Work task: Indicate how many lines in the listing below contain the word "data". No other output is permitted.

Material for this task:
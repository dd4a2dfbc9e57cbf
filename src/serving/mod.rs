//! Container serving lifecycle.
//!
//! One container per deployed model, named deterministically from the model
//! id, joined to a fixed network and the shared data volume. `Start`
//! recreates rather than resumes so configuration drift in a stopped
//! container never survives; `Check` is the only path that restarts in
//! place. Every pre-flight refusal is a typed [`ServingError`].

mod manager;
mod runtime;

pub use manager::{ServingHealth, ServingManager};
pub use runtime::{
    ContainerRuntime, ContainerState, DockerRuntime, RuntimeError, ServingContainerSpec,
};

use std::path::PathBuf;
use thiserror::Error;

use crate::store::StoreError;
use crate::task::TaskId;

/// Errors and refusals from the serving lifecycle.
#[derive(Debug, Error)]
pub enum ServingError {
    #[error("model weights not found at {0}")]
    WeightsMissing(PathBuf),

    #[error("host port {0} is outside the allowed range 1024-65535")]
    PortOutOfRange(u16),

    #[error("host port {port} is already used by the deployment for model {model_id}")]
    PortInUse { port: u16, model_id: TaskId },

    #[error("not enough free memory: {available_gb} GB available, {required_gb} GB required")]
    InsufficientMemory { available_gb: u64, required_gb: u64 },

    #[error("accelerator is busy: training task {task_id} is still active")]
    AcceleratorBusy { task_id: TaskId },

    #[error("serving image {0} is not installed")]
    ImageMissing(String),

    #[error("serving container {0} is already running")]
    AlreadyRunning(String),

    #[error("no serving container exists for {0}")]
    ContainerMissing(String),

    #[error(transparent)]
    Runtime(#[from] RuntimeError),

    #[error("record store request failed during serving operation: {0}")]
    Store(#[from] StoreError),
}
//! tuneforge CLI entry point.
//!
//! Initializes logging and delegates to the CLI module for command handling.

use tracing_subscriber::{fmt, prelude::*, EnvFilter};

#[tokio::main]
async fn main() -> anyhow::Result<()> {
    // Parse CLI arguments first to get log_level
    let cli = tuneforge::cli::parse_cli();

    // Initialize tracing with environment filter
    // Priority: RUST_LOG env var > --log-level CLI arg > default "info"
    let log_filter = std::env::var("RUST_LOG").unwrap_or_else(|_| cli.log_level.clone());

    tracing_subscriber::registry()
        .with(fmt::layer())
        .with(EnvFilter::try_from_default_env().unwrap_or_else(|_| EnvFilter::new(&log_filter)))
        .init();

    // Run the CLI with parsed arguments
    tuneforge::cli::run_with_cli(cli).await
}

* * *

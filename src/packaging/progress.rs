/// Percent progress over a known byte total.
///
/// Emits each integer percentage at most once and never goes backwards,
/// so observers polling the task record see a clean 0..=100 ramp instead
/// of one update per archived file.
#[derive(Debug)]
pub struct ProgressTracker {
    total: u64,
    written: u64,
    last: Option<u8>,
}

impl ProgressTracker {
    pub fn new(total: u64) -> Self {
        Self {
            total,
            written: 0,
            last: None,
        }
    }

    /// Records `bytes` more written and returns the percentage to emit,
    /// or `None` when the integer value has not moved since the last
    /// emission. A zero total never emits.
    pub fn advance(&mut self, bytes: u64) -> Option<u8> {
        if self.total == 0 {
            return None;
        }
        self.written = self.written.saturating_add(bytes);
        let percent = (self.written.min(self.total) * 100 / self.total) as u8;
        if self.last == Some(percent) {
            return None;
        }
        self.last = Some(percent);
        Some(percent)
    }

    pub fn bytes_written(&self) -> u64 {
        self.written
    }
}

==

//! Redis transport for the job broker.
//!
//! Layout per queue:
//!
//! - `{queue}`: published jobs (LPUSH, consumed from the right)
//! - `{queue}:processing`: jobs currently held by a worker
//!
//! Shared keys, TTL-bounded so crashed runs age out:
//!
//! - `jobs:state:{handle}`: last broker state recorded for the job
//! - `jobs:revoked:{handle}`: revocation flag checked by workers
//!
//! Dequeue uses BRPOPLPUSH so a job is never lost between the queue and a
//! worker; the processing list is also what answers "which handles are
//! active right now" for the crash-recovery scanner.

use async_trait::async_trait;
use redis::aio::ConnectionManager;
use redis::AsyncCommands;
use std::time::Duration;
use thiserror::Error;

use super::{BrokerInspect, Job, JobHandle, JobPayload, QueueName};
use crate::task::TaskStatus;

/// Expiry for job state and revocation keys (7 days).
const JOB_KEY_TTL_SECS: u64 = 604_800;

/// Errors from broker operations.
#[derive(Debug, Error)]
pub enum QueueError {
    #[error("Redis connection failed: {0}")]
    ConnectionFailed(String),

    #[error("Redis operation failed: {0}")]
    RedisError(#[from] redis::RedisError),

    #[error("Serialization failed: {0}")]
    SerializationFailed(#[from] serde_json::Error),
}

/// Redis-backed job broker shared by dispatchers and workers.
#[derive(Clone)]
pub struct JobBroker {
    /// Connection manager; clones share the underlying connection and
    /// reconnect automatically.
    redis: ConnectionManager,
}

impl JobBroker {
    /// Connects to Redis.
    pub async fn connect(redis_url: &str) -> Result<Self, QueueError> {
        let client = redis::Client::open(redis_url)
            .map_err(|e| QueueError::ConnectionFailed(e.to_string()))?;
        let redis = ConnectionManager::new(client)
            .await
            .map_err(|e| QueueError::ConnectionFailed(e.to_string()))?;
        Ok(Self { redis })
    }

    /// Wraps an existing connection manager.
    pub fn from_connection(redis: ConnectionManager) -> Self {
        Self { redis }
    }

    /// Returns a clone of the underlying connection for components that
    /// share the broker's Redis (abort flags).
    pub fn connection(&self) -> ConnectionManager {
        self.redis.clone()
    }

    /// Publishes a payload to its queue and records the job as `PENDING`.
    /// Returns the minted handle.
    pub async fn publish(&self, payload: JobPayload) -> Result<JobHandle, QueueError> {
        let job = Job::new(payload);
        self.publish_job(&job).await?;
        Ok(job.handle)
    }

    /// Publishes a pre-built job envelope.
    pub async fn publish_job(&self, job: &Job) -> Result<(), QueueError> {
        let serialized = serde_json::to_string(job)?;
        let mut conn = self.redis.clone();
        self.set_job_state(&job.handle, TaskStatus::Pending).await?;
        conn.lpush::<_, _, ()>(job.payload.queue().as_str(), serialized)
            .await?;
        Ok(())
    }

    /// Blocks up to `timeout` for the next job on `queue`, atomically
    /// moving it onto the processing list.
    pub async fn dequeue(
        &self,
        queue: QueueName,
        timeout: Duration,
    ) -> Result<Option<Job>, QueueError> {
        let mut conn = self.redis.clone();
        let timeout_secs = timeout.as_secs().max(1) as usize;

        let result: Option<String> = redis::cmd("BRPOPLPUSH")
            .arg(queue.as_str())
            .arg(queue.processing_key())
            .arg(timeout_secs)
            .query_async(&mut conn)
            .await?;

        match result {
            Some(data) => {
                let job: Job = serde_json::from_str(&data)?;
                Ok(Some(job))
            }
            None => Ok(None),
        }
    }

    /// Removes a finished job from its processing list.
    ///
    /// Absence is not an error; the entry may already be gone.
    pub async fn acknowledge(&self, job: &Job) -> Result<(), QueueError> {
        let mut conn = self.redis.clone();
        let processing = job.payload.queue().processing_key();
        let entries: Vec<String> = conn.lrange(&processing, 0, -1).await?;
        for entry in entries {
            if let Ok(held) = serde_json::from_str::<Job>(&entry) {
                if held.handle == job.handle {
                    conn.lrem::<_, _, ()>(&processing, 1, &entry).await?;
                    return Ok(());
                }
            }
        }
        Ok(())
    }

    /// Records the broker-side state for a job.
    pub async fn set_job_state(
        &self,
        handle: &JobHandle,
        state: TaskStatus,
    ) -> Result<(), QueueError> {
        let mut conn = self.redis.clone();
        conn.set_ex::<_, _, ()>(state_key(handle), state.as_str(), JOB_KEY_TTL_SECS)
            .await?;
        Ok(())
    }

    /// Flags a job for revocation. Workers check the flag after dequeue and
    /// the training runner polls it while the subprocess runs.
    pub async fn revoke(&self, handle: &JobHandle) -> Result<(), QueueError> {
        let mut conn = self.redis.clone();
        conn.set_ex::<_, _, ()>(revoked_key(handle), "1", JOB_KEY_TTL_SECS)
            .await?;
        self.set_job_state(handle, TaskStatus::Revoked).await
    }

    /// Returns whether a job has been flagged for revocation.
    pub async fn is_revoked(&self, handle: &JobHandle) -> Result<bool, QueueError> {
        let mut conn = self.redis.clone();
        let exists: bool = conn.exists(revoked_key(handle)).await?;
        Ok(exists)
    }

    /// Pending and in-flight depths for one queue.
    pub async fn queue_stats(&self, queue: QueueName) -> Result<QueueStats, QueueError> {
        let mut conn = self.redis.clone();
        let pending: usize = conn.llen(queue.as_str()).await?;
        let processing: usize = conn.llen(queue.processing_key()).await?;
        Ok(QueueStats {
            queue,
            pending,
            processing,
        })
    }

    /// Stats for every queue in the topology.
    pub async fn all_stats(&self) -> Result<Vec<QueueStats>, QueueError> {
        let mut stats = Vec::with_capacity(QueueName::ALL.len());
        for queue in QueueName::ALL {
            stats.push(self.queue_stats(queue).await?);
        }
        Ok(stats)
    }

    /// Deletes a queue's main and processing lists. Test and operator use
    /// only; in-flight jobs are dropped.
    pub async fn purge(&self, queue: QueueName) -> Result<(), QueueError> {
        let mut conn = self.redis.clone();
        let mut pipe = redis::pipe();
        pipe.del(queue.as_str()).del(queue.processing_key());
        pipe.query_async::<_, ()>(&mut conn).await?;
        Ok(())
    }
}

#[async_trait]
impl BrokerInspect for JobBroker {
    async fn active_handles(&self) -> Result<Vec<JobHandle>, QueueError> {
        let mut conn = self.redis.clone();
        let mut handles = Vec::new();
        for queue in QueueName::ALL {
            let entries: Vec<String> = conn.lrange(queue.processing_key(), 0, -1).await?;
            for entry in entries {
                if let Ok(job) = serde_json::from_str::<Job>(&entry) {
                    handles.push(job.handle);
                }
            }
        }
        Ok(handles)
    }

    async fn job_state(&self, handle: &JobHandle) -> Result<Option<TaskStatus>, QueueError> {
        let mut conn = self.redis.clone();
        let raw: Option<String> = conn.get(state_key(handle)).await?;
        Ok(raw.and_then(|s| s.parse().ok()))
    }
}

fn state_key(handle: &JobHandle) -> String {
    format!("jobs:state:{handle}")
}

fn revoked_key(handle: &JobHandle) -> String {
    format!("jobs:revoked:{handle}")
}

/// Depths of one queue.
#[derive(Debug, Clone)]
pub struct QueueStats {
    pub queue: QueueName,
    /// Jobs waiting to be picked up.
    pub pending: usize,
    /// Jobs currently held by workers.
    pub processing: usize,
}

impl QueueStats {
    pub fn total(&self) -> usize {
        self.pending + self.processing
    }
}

Solution to this task: 3